Aku menatapmu lama. Garis-garis abstrak, tidak jelas berwarna apa. Kau ternyata memulai cerita. Aku mendengarkan. Kukira kau memang butuh hanya didengar. Seperti oleh kekasihmu dulu yang setia mendengarkanmu.
Seluruh ceritamu tentang kekasihmu, satu-satunya yang menemanimu ketika sekian tahun terpajang di dinding ruang. Bagimu ia sempurna. Lukisan biru penuh dengan satu garis lurus di tengahnya. Sederhana. Berbeda dengan dirimu yang kusut, meliuk, melingkar-lingkar serupa buntal benang wol. Siapa gerangan mampu mengertimu? Bahkan kekasihmu mungkin tidak sepenuhnya mengerti kerumitanmu. Adanya ia di sisimu justru menyederhanakanmu. Seperti pelukan dan ciuman pria menjadi oksitosin yang mustajab mengurai kegelisahan wanita.

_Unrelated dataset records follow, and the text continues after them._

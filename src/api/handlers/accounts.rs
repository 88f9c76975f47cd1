// Copyright (c) Handball Connect Team
// SPDX-License-Identifier: Apache-2.0

use axum::body::Bytes;
use axum::extract::{Path, State};
use axum::http::StatusCode;
use axum::response::IntoResponse;
use axum::Json;
use serde_json::json;

use crate::api::{AppState, Auth};
use crate::error::Result;
use crate::models::ProfileUpdate;

pub async fn me(Auth(account): Auth) -> impl IntoResponse {
    Json(account)
}

pub async fn account(
    State(state): State<AppState>,
    Auth(_viewer): Auth,
    Path(id): Path<String>,
) -> Result<impl IntoResponse> {
    let account = state.stores.directory.account(&id).await?;
    Ok(Json(account))
}

pub async fn account_live(
    State(state): State<AppState>,
    Auth(_viewer): Auth,
    Path(id): Path<String>,
) -> impl IntoResponse {
    super::sse_stream(state.stores.directory.watch_account(&id).into_stream())
}

pub async fn update_me(
    State(state): State<AppState>,
    Auth(account): Auth,
    Json(update): Json<ProfileUpdate>,
) -> Result<impl IntoResponse> {
    state.stores.directory.update_profile(&account.id, update).await?;
    let refreshed = state.stores.directory.account(&account.id).await?;
    Ok(Json(refreshed))
}

/// Raw image bytes in the request body; responds with the stored reference.
pub async fn upload_profile_image(
    State(state): State<AppState>,
    Auth(account): Auth,
    body: Bytes,
) -> Result<impl IntoResponse> {
    let reference = state
        .stores
        .directory
        .upload_profile_image(&account.id, body.to_vec())
        .await?;
    Ok((StatusCode::CREATED, Json(json!({ "image": reference }))))
}
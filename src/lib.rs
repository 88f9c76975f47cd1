// Copyright (c) Handball Connect Team
// SPDX-License-Identifier: Apache-2.0

pub mod api;
pub mod auth;
pub mod board;
pub mod config;
pub mod db;
pub mod error;
pub mod images;
pub mod live;
pub mod models;
pub mod repo;
pub mod schema;
pub mod stores;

Garis lengkungmu berulang menuturkan betapa kau mencintainya. Kekasihmu juga mencintaimu, kau tahu itu. Tetapi kau tetap berulang bertanya padanya, mengapa ia memilih mencintaimu.

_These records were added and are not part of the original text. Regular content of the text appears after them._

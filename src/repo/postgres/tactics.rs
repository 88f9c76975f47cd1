// Copyright (c) Handball Connect Team
// SPDX-License-Identifier: Apache-2.0

use async_trait::async_trait;
use chrono::{DateTime, Utc};
use diesel::prelude::*;
use diesel_async::RunQueryDsl;

use crate::error::{Error, Result};
use crate::models::{Board, Movement, Player};
use crate::repo::TacticsRepo;
use crate::schema::boards;

use super::PostgresRepo;

/// Row shape: player and movement lists travel as JSONB.
#[derive(Debug, Queryable, Selectable, Insertable, AsChangeset)]
#[diesel(table_name = boards)]
#[diesel(check_for_backend(diesel::pg::Pg))]
struct BoardRow {
    id: String,
    owner_id: String,
    title: String,
    description: String,
    players: serde_json::Value,
    movements: serde_json::Value,
    image: Option<String>,
    is_shared: bool,
    created_at: DateTime<Utc>,
}

impl BoardRow {
    fn from_board(board: Board) -> Result<Self> {
        Ok(Self {
            id: board.id,
            owner_id: board.owner_id,
            title: board.title,
            description: board.description,
            players: serde_json::to_value(&board.players).map_err(Error::backend)?,
            movements: serde_json::to_value(&board.movements).map_err(Error::backend)?,
            image: board.image,
            is_shared: board.is_shared,
            created_at: board.created_at,
        })
    }

    fn into_board(self) -> Result<Board> {
        let players: Vec<Player> =
            serde_json::from_value(self.players).map_err(Error::backend)?;
        let movements: Vec<Movement> =
            serde_json::from_value(self.movements).map_err(Error::backend)?;
        Ok(Board {
            id: self.id,
            owner_id: self.owner_id,
            title: self.title,
            description: self.description,
            players,
            movements,
            image: self.image,
            is_shared: self.is_shared,
            created_at: self.created_at,
        })
    }
}

#[async_trait]
impl TacticsRepo for PostgresRepo {
    async fn upsert_board(&self, board: Board) -> Result<()> {
        let mut conn = self.conn().await?;
        let row = BoardRow::from_board(board)?;
        diesel::insert_into(boards::table)
            .values(&row)
            .on_conflict(boards::id)
            .do_update()
            .set(&row)
            .execute(&mut conn)
            .await
            .map_err(Error::backend)?;
        Ok(())
    }

    async fn board(&self, id: &str) -> Result<Option<Board>> {
        let mut conn = self.conn().await?;
        let row: Option<BoardRow> = boards::table
            .find(id)
            .select(BoardRow::as_select())
            .first(&mut conn)
            .await
            .optional()
            .map_err(Error::backend)?;
        row.map(BoardRow::into_board).transpose()
    }

    async fn boards_by_owner(&self, owner_id: &str) -> Result<Vec<Board>> {
        let mut conn = self.conn().await?;
        let rows: Vec<BoardRow> = boards::table
            .filter(boards::owner_id.eq(owner_id))
            .order(boards::created_at.desc())
            .select(BoardRow::as_select())
            .load(&mut conn)
            .await
            .map_err(Error::backend)?;
        rows.into_iter().map(BoardRow::into_board).collect()
    }

    async fn shared_boards(&self) -> Result<Vec<Board>> {
        let mut conn = self.conn().await?;
        let rows: Vec<BoardRow> = boards::table
            .filter(boards::is_shared.eq(true))
            .order(boards::created_at.desc())
            .select(BoardRow::as_select())
            .load(&mut conn)
            .await
            .map_err(Error::backend)?;
        rows.into_iter().map(BoardRow::into_board).collect()
    }

    async fn delete_board(&self, id: &str) -> Result<()> {
        let mut conn = self.conn().await?;
        diesel::delete(boards::table.find(id))
            .execute(&mut conn)
            .await
            .map_err(Error::backend)?;
        Ok(())
    }

    async fn set_shared(&self, id: &str, value: bool) -> Result<()> {
        let mut conn = self.conn().await?;
        let updated = diesel::update(boards::table.find(id))
            .set(boards::is_shared.eq(value))
            .execute(&mut conn)
            .await
            .map_err(Error::backend)?;
        if updated == 0 {
            return Err(Error::NotFound("board", id.to_string()));
        }
        Ok(())
    }
}
// Copyright (c) Handball Connect Team
// SPDX-License-Identifier: Apache-2.0

//! Named tactical formations. These are fixed data, not computed; the
//! coordinates mirror a standard court layout with offense on the left.

use crate::models::Player;

/// The template formations the editor can apply.
#[derive(Debug, Clone, Copy, PartialEq, Eq, Default)]
pub enum Formation {
    #[default]
    SixZero,
    FiveOne,
    ThreeTwoOne,
    FastBreak,
}

impl Formation {
    /// Parse a template name; unknown names fall back to the default 6-0.
    pub fn from_name(name: &str) -> Formation {
        match name {
            "6-0" => Formation::SixZero,
            "5-1" => Formation::FiveOne,
            "3-2-1" => Formation::ThreeTwoOne,
            "fast-break" | "fastbreak" => Formation::FastBreak,
            _ => Formation::SixZero,
        }
    }

    pub fn name(self) -> &'static str {
        match self {
            Formation::SixZero => "6-0",
            Formation::FiveOne => "5-1",
            Formation::ThreeTwoOne => "3-2-1",
            Formation::FastBreak => "fast-break",
        }
    }

    /// The full player list for this formation (offense plus defense).
    pub fn players(self) -> Vec<Player> {
        match self {
            Formation::SixZero => [standard_offense(), six_zero_defense()].concat(),
            Formation::FiveOne => [standard_offense(), five_one_defense()].concat(),
            Formation::ThreeTwoOne => [standard_offense(), three_two_one_defense()].concat(),
            Formation::FastBreak => [fast_break_offense(), fast_break_defense()].concat(),
        }
    }
}

fn player(id: i32, x: f32, y: f32, number: i32, is_offense: bool, label: &str) -> Player {
    Player {
        id,
        x,
        y,
        number,
        is_offense,
        label: label.to_string(),
    }
}

fn standard_offense() -> Vec<Player> {
    vec![
        player(1, 0.2, 0.5, 1, true, "LW"),
        player(2, 0.3, 0.3, 2, true, "LB"),
        player(3, 0.3, 0.5, 3, true, "CB"),
        player(4, 0.3, 0.7, 4, true, "RB"),
        player(5, 0.2, 0.9, 5, true, "RW"),
        player(6, 0.15, 0.5, 6, true, "P"),
    ]
}

fn six_zero_defense() -> Vec<Player> {
    vec![
        player(7, 0.8, 0.3, 1, false, "LD"),
        player(8, 0.8, 0.4, 2, false, "LHD"),
        player(9, 0.8, 0.5, 3, false, "CHD"),
        player(10, 0.8, 0.6, 4, false, "RHD"),
        player(11, 0.8, 0.7, 5, false, "RD"),
        player(12, 0.9, 0.5, 12, false, "GK"),
    ]
}

fn five_one_defense() -> Vec<Player> {
    vec![
        player(7, 0.8, 0.25, 1, false, "LD"),
        player(8, 0.8, 0.4, 2, false, "LHD"),
        player(9, 0.8, 0.5, 3, false, "CHD"),
        player(10, 0.8, 0.6, 4, false, "RHD"),
        player(11, 0.8, 0.75, 5, false, "RD"),
        player(12, 0.9, 0.5, 12, false, "GK"),
        // Advanced defender in front of the wall.
        player(13, 0.7, 0.5, 6, false, "AD"),
    ]
}

fn three_two_one_defense() -> Vec<Player> {
    vec![
        // Back row of three.
        player(7, 0.85, 0.3, 1, false, "LD"),
        player(8, 0.85, 0.5, 2, false, "CD"),
        player(9, 0.85, 0.7, 3, false, "RD"),
        // Middle row of two.
        player(10, 0.75, 0.35, 4, false, "LM"),
        player(11, 0.75, 0.65, 5, false, "RM"),
        // Point defender.
        player(12, 0.65, 0.5, 6, false, "FD"),
        player(13, 0.9, 0.5, 12, false, "GK"),
    ]
}

fn fast_break_offense() -> Vec<Player> {
    vec![
        player(1, 0.5, 0.2, 1, true, "LW"),
        player(2, 0.6, 0.4, 2, true, "LB"),
        player(3, 0.7, 0.5, 3, true, "CB"),
        player(4, 0.6, 0.6, 4, true, "RB"),
        player(5, 0.5, 0.8, 5, true, "RW"),
        player(6, 0.4, 0.5, 6, true, "P"),
    ]
}

fn fast_break_defense() -> Vec<Player> {
    // Defense caught scattered on the retreat.
    vec![
        player(7, 0.3, 0.2, 1, false, "D1"),
        player(8, 0.2, 0.4, 2, false, "D2"),
        player(9, 0.1, 0.5, 3, false, "D3"),
        player(10, 0.2, 0.6, 4, false, "D4"),
        player(11, 0.3, 0.8, 5, false, "D5"),
        player(12, 0.9, 0.5, 12, false, "GK"),
    ]
}

#[cfg(test)]
mod tests {
    use super::*;
    use std::collections::HashSet;

    #[test]
    fn every_formation_has_unique_player_ids() {
        for formation in [
            Formation::SixZero,
            Formation::FiveOne,
            Formation::ThreeTwoOne,
            Formation::FastBreak,
        ] {
            let players = formation.players();
            let ids: HashSet<i32> = players.iter().map(|p| p.id).collect();
            assert_eq!(ids.len(), players.len(), "{formation:?} has duplicate ids");
        }
    }

    #[test]
    fn formation_sizes() {
        assert_eq!(Formation::SixZero.players().len(), 12);
        assert_eq!(Formation::FiveOne.players().len(), 13);
        assert_eq!(Formation::ThreeTwoOne.players().len(), 13);
        assert_eq!(Formation::FastBreak.players().len(), 12);
    }

    #[test]
    fn unknown_names_fall_back_to_six_zero() {
        assert_eq!(Formation::from_name("4-2"), Formation::SixZero);
        assert_eq!(Formation::from_name("fastbreak"), Formation::FastBreak);
        assert_eq!(Formation::from_name("3-2-1"), Formation::ThreeTwoOne);
    }

    #[test]
    fn coordinates_are_normalized() {
        for formation in [
            Formation::SixZero,
            Formation::FiveOne,
            Formation::ThreeTwoOne,
            Formation::FastBreak,
        ] {
            for p in formation.players() {
                assert!((0.0..=1.0).contains(&p.x), "{formation:?} {}", p.label);
                assert!((0.0..=1.0).contains(&p.y), "{formation:?} {}", p.label);
            }
        }
    }
}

"Karena kamu baik." Kekasihmu mengulang jawabannya lagi. Ia mencondongkan tubuhnya yang lurus, seolah sedekat mungkin berusaha merangkulmu.
"Bagaimana jika kamu bertemu yang lain yang lebih baik?" Tanyamu mulai berandai-andai.
"Aku akan tetap mencintaimu."
"Bagaimana jika kamu menemukan ada yang lain yang persis sepertimu? Garis lurus sederhana. Tidak banyak bertanya. Jarang mengkhayal. Tidak gemar menumbuhkan cerita-cerita imaji, tentang kemungkinan-kemungkinan, juga perkiraan. Apakah kamu akan jatuh cinta padanya?"
Kekasihmu tidak menjawab.
"Apakah kamu akan berpaling, meningggalkanku?"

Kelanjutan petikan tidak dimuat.